_WHAT TO WORK ON:_ Print the whole listing exactly.

____________________

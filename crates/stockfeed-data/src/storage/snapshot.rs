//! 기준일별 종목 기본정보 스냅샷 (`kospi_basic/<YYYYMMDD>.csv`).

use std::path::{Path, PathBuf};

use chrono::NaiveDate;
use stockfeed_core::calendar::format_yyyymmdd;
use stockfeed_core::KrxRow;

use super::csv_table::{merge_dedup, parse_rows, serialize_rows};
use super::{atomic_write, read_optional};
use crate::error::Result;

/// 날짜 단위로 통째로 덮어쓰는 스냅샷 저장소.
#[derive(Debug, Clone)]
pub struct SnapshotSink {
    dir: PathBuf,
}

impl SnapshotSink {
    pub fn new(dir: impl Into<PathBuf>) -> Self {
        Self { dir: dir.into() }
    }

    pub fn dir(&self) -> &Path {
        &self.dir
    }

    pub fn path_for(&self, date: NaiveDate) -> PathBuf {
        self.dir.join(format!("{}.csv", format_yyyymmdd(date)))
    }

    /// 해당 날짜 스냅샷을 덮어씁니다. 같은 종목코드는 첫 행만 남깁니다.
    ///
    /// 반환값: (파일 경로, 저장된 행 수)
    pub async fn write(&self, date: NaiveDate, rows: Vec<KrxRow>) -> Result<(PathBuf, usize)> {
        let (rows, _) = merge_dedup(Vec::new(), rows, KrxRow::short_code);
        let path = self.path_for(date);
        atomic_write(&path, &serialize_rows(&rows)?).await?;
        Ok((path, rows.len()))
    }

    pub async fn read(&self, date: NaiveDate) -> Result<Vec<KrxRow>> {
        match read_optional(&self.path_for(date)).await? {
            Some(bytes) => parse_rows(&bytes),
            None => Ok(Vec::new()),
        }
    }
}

____________________

_SOLUTION:_
filename crates/stockfeed-data/src/storage/snapshot.rs
//! 기준일별 종목 기본정보 스냅샷 (`kospi_basic/<YYYYMMDD>.csv`).

use std::path::{Path, PathBuf};

use chrono::NaiveDate;
use stockfeed_core::calendar::format_yyyymmdd;
use stockfeed_core::KrxRow;

use super::csv_table::{merge_dedup, parse_rows, serialize_rows};
use super::{atomic_write, read_optional};
use crate::error::Result;

/// 날짜 단위로 통째로 덮어쓰는 스냅샷 저장소.
#[derive(Debug, Clone)]
pub struct SnapshotSink {
    dir: PathBuf,
}

impl SnapshotSink {
    pub fn new(dir: impl Into<PathBuf>) -> Self {
        Self { dir: dir.into() }
    }

    pub fn dir(&self) -> &Path {
        &self.dir
    }

    pub fn path_for(&self, date: NaiveDate) -> PathBuf {
        self.dir.join(format!("{}.csv", format_yyyymmdd(date)))
    }

    /// 해당 날짜 스냅샷을 덮어씁니다. 같은 종목코드는 첫 행만 남깁니다.
    ///
    /// 반환값: (파일 경로, 저장된 행 수)
    pub async fn write(&self, date: NaiveDate, rows: Vec<KrxRow>) -> Result<(PathBuf, usize)> {
        let (rows, _) = merge_dedup(Vec::new(), rows, KrxRow::short_code);
        let path = self.path_for(date);
        atomic_write(&path, &serialize_rows(&rows)?).await?;
        Ok((path, rows.len()))
    }

    pub async fn read(&self, date: NaiveDate) -> Result<Vec<KrxRow>> {
        match read_optional(&self.path_for(date)).await? {
            Some(bytes) => parse_rows(&bytes),
            None => Ok(Vec::new()),
        }
    }
}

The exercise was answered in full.